Я заметил, что Славка не подошел к деду, не прикоснулся к нему, не спросил у него ни о чем, и дед бросил на внука отчужденный взгляд и тут же отвел глаза в никуда. Мы занесли в комнату часть продуктов. Дед не обратил на них никакого внимания: он по-прежнему смотрел в одну точку. Шаров еще раз предложил старику поехать на похороны:
– Мы тебя, дедусь, осторожно вынесем на улицу.
Старик поднял трясущуюся руку к глазам и заплакал, как ребенок. Теперь слова «беда-беда» звучали протяжно, жалостно, точно он просил: «Оставьте меня в покое, не обижайте меня».
Мы вышли на улицу, а в моих ушах стоял плач старика.
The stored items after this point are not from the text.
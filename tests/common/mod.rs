//! Helpers shared by the integration tests

use std::collections::HashSet;

use grid_traffic::simulation::{GridTopology, Node, RoadNetwork};

/// Cheapest cost over every simple path from `start` to `destination`,
/// found by exhaustive depth-first enumeration
pub fn brute_force_min_cost(
    topology: &GridTopology,
    network: &RoadNetwork,
    start: Node,
    destination: Node,
) -> f64 {
    let mut visited = HashSet::new();
    visited.insert(start);
    let mut best = f64::INFINITY;
    explore(topology, network, start, destination, 0.0, &mut visited, &mut best);
    best
}

fn explore(
    topology: &GridTopology,
    network: &RoadNetwork,
    node: Node,
    destination: Node,
    cost: f64,
    visited: &mut HashSet<Node>,
    best: &mut f64,
) {
    if node == destination {
        if cost < *best {
            *best = cost;
        }
        return;
    }

    let neighbors: Vec<Node> = topology.neighbors(node).collect();
    for neighbor in neighbors {
        if !visited.insert(neighbor) {
            continue;
        }
        let next_cost = cost + network.edge_weight(node, neighbor);
        explore(topology, network, neighbor, destination, next_cost, visited, best);
        visited.remove(&neighbor);
    }
}
//! Grid topology tests

use std::collections::HashSet;

use grid_traffic::simulation::{
    ConfigError, Coordinate, GridDimensions, GridTopology, LayoutConstants, Node,
};

#[test]
fn test_grid_produces_one_distinct_coordinate_per_node() {
    for columns in 1..=6 {
        for rows in 1..=6 {
            let topology =
                GridTopology::new(GridDimensions::new(columns, rows), LayoutConstants::default())
                    .unwrap();

            assert_eq!(topology.node_count(), (columns * rows) as usize);

            let distinct: HashSet<(u64, u64)> = topology
                .node_coordinates()
                .values()
                .map(|c| (c.x.to_bits(), c.y.to_bits()))
                .collect();
            assert_eq!(distinct.len(), (columns * rows) as usize);
        }
    }
}

#[test]
fn test_grid_coordinates_follow_layout_spacing() {
    let topology = GridTopology::new(GridDimensions::new(4, 3), LayoutConstants::default()).unwrap();

    // 100 gap + half of the 110 road
    assert_eq!(topology.coordinate(Node::new(1, 1)), Some(Coordinate::new(155.0, 155.0)));
    // Columns step by road width + 150, rows by road width + 100
    assert_eq!(topology.coordinate(Node::new(2, 1)), Some(Coordinate::new(415.0, 155.0)));
    assert_eq!(topology.coordinate(Node::new(1, 2)), Some(Coordinate::new(155.0, 365.0)));
    assert_eq!(topology.coordinate(Node::new(4, 3)), Some(Coordinate::new(935.0, 575.0)));
    assert_eq!(topology.coordinate(Node::new(5, 1)), None);
}

#[test]
fn test_grid_mapping_is_total() {
    let topology = GridTopology::new(GridDimensions::new(4, 3), LayoutConstants::default()).unwrap();

    for col in 1..=4 {
        for row in 1..=3 {
            let node = Node::new(col, row);
            assert!(topology.contains(node));
            assert!(topology.coordinate(node).is_some(), "{} has no coordinate", node);
        }
    }
    assert!(!topology.contains(Node::new(0, 1)));
    assert!(!topology.contains(Node::new(1, 4)));
}

#[test]
fn test_grid_neighbors_are_in_bounds_and_adjacent() {
    let topology = GridTopology::new(GridDimensions::new(4, 3), LayoutConstants::default()).unwrap();

    let corner: Vec<Node> = topology.neighbors(Node::new(1, 1)).collect();
    assert_eq!(corner, vec![Node::new(2, 1), Node::new(1, 2)]);

    let middle: Vec<Node> = topology.neighbors(Node::new(2, 2)).collect();
    assert_eq!(
        middle,
        vec![Node::new(1, 2), Node::new(3, 2), Node::new(2, 1), Node::new(2, 3)]
    );

    for node in topology.nodes() {
        for neighbor in topology.neighbors(node) {
            assert!(node.is_adjacent(&neighbor));
            assert!(topology.contains(neighbor));
        }
    }
}

#[test]
fn test_grid_rejects_empty_dimensions() {
    let result = GridTopology::new(GridDimensions::new(0, 3), LayoutConstants::default());
    assert_eq!(
        result.unwrap_err(),
        ConfigError::InvalidGridDimensions { columns: 0, rows: 3 }
    );

    let result = GridTopology::new(GridDimensions::new(4, 0), LayoutConstants::default());
    assert!(matches!(
        result,
        Err(ConfigError::InvalidGridDimensions { columns: 4, rows: 0 })
    ));
}

#[test]
fn test_grid_rejects_invalid_layout() {
    let layout = LayoutConstants {
        road_width: 0.0,
        ..LayoutConstants::default()
    };
    let result = GridTopology::new(GridDimensions::new(4, 3), layout);
    assert!(matches!(result, Err(ConfigError::InvalidLayout(_))));

    let layout = LayoutConstants {
        vertical_road_gap: -5.0,
        ..LayoutConstants::default()
    };
    let result = GridTopology::new(GridDimensions::new(4, 3), layout);
    assert!(matches!(result, Err(ConfigError::InvalidLayout(_))));
}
– А ты говоришь, гармония, – почему-то сказал Шаров.
Мы сели в машину и через несколько минут оказались у дома, где после вскрытия находилась покойница.
Женщина в белом халате вынесла оклунок с вещами покойной. Увидев клетчатое материнское пальто, Слава заплакал.
Красными замерзшими руками он тер глаза и не мог сдержаться. Одна из родственниц отдала женщине в белом халате вещи для одевания покойницы – черное платье, черный платок, туфли, а потом и сама робенько нырнула в здание морга.
– Поплачь, Слава!- сказал Шаров. – Это хорошо.
Я не помню, как я оказался в помещении, где была покойница, как мы с Александром Ивановичем и с Никольниковым вынесли крышку гроба. Очнулся я, когда пальцем наткнулся на гвоздь, торчавший из-под гробовой крышки.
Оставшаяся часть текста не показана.